豪中銀の声明全文

[シドニー 7日 ロイター] - 本日の理事会で、キャッシュレートの目標を4.35%に据え置くことを決定した。為替決済残高に支払われる金利も4.25%で据え置く。

<インフレ率は依然として高く、予想よりも緩やかに低下>

最近の情報では、インフレ率は鈍化し続けているが、予想よりも緩やかな低下であることが示唆されている。第1・四半期の消費者物価指数(CPI)は、前年比伸び率が3.6%で、前四半期の4.1%から鈍化した。基調インフレ率は総合インフレ率を上回り、鈍化幅も小幅だった。これは、サービスのインフレ率がなお高水準で、ごく緩やかにしか減速していないことが主因だ。

金利上昇は総需要と総供給を均衡に近づけようとすることにつながっている。しかし、データは、経済が引き続き超過需要の状態にあり、国内で労働と非労働の両面で投入コストの上昇圧力が強いことを示唆している。労働市場の状況はこの1年で緩和されたが、持続的な完全雇用とインフレ目標の達成に整合的な水準よりも引き締まったままだ。賃金の伸びはピークに達したように見えるが、トレンド的な生産性の伸びを考慮すると、まだ持続可能な水準を上回っている。高インフレは依然として人々の実質所得を圧迫しており、家計消費の弱い伸びを反映して生産の伸びは低迷している。

<先行きは依然として極めて不透明>

経済見通しは依然不透明であり、最近のデータは、インフレ率を目標に戻す過程が順調に進むとは考えにくいことを示している。

中心的な予想では、キャッシュレートが市場予想の通りになるという前提に基づくと、インフレ率は2025年下半期に目標レンジの2─3%に向けて低下し、26年にレンジの中間値に戻る。最近の国内ガソリン価格の上昇と、予想を上回るサービス価格の上昇により、インフレ率は目先、上昇すると予想される。サービスインフレは年内、より緩やかな鈍化になることが見込まれる。しかし、インフレ率は25年、26年は低下すると予想される。

サービスインフレの持続は重要な不確実性だ。失業率と未活用労働者比率のより緩やかな上昇など、より力強い労働市場の状況を反映し、前回予想よりも緩やかに低下すると予想される。単位労働コストの伸びも依然として非常に高い。生産性の伸びが昨年後半に回復したため、若干緩やかになり始めている。インフレ率が低下し続けるには、この傾向を長期的に維持する必要がある。

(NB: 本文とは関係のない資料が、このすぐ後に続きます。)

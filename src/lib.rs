//! DevTools recorder for Redux-style stores.
//!
//! This crate records a running application's dispatched actions and the
//! states they produce, and exposes the recorded history for time-travel
//! style inspection (action view, state view, structured diffs, stack
//! traces) from an editor or tooling host. It also lets tooling inject
//! hand-authored actions back into the store for replay.
//!
//! # Architecture
//!
//! The crate is organized into several modules:
//!
//! - **models**: Core data structures for actions and recorded history steps
//! - **store**: The minimal store abstraction being instrumented, with the
//!   interceptor seam the recorder plugs into
//! - **recorder**: The history recorder, its collapsing policy, and the
//!   recording interceptor
//! - **serialize**: Per-step memoized JSON forms and structured state diffs
//! - **inspector**: Text formatting of steps for list, detail, and diff views
//! - **commands**: The dispatch-from-tooling surface for action injection
//! - **config**: Recorder settings loaded from host configuration
//!
//! # Recording pipeline
//!
//! Application code dispatches an action; the store applies it, then the
//! recording interceptor hands `(action, resulting state)` to the history
//! recorder. The recorder filters executable (thunk) actions, applies the
//! collapsing policy for high-frequency action kinds, appends or folds the
//! step, and notifies registered observers. Everything runs synchronously
//! on the dispatching thread; recording can never fail the dispatch.
//!
//! # Usage
//!
//! ```
//! use serde_json::json;
//! use store_devtools::models::Action;
//! use store_devtools::recorder::{attach, CollapseRegistry, HistoryRecorder};
//! use store_devtools::store::{Dispatcher, Store};
//!
//! // A store with a reducer over a serializable state.
//! let mut store = Store::new(json!({ "count": 0 }), |state, action| {
//!     match action.kind.as_str() {
//!         "increment" => json!({ "count": state["count"].as_i64().unwrap_or(0) + 1 }),
//!         _ => state.clone(),
//!     }
//! });
//!
//! // Record every dispatch, folding consecutive "tick" actions together.
//! let recorder = HistoryRecorder::new(CollapseRegistry::with_kinds(["tick"])).into_shared();
//! attach(&mut store, &recorder);
//!
//! store.dispatch(Action::data("increment", json!(null)));
//! store.dispatch(Action::data("increment", json!(null)));
//!
//! let recorder = recorder.lock().unwrap();
//! assert_eq!(recorder.len(), 2);
//! assert_eq!(*recorder.step_at(1).unwrap().state, json!({ "count": 2 }));
//! ```

pub mod commands;
pub mod config;
pub mod inspector;
pub mod models;
pub mod recorder;
pub mod serialize;
pub mod store;

pub use commands::{dispatch_payload, DispatchCommandError, DispatchOutcome};
pub use config::{get_config, load_config, DevtoolsConfig};
pub use models::{Action, ActionKind, DataAction, Step, StepAction, Thunk};
pub use recorder::{
    attach, CollapseRegistry, HistoryObserver, HistoryRecorder, RecordingInterceptor,
    SharedRecorder,
};
pub use store::{DispatchResult, Dispatcher, Interceptor, Store};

同時に、高インフレと以前の金利上昇が実質可処分所得に影響を及ぼしたため、家計消費の伸びは特に低迷している。これに対応して、家計は裁量支出を抑制し、貯蓄を維持してきた。実質所得は現在安定しており、年内に伸びに転じると予想され、消費の伸びを下支えるとみられる。しかし、家計消費の回復が予想以上に遅くなり、生産高の伸び悩みが続き、労働市場が顕著に悪化するリスクもある。

より広範には、金融政策の効果の遅れや、需要過多の時期に経済成長が鈍化し、労働市場が逼迫する中、企業の価格決定や賃金がどのように反応するかについて不確実性がある。

また、海外の見通しについても依然として高い不透明感がある。中国と米国経済の見通しが改善し、多くの国際商品価格が持ち直した一方で、中東とウクライナの紛争に関連するものを含む地政学的不確実性は依然として高い。

<インフレ率を目標に戻すことが優先課題>

理事会の優先事項はインフレ率を合理的な時間枠内で目標に戻すことだ。これは物価の安定と完全雇用という中銀の責務に合致する。理事会はインフレ率が目標レンジに向かって持続的に推移していることを確信する必要がある。これまでのところ、中期的なインフレ期待はインフレ目標と整合的であり、この状態を維持することが重要だ。

最近のデータによると、インフレ率は緩和しているものの、その動きは従来の予想よりも緩やかで、依然として高水準にある。理事会は、インフレ率が持続的に目標レンジに戻るまでにはまだしばらく時間がかかるとみており、上振れリスクに引き続き警戒していく。インフレ率を合理的な時間枠内で目標に戻す最も確かな金利の道筋は依然として不透明であり、理事会は何も決定しておらず何も排除していない。データとリスクの評価次第だ。理事会は引き続き世界経済の動向、内需の傾向、物価と労働市場の見通しを注視していく。インフレ率を目標に戻すという決意に変わりはない。